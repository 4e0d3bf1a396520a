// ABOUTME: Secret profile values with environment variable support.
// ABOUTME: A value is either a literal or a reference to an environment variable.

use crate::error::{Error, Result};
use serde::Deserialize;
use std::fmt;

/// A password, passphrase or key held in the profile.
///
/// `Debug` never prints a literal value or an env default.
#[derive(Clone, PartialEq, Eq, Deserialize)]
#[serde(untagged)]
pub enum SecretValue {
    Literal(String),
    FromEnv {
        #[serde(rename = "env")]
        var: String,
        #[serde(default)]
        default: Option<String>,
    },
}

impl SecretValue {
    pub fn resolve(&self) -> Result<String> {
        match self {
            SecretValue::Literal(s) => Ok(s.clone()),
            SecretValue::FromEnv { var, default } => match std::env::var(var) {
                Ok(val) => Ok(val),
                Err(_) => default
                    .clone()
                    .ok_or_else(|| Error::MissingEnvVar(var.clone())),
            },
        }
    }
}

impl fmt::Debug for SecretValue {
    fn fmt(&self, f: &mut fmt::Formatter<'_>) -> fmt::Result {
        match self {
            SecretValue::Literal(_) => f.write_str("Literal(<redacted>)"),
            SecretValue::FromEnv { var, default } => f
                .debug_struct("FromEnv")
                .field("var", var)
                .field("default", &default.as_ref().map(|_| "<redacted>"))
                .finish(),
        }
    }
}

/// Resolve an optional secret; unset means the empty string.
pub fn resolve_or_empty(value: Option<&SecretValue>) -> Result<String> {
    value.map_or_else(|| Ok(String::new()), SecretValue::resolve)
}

■ Try it
Exact copies of the lines from the one containing "the empty string." through the end of the listing, both included, are the only thing wanted.

■ Response for this exercise
/// Resolve an optional secret; unset means the empty string.
pub fn resolve_or_empty(value: Option<&SecretValue>) -> Result<String> {
    value.map_or_else(|| Ok(String::new()), SecretValue::resolve)
}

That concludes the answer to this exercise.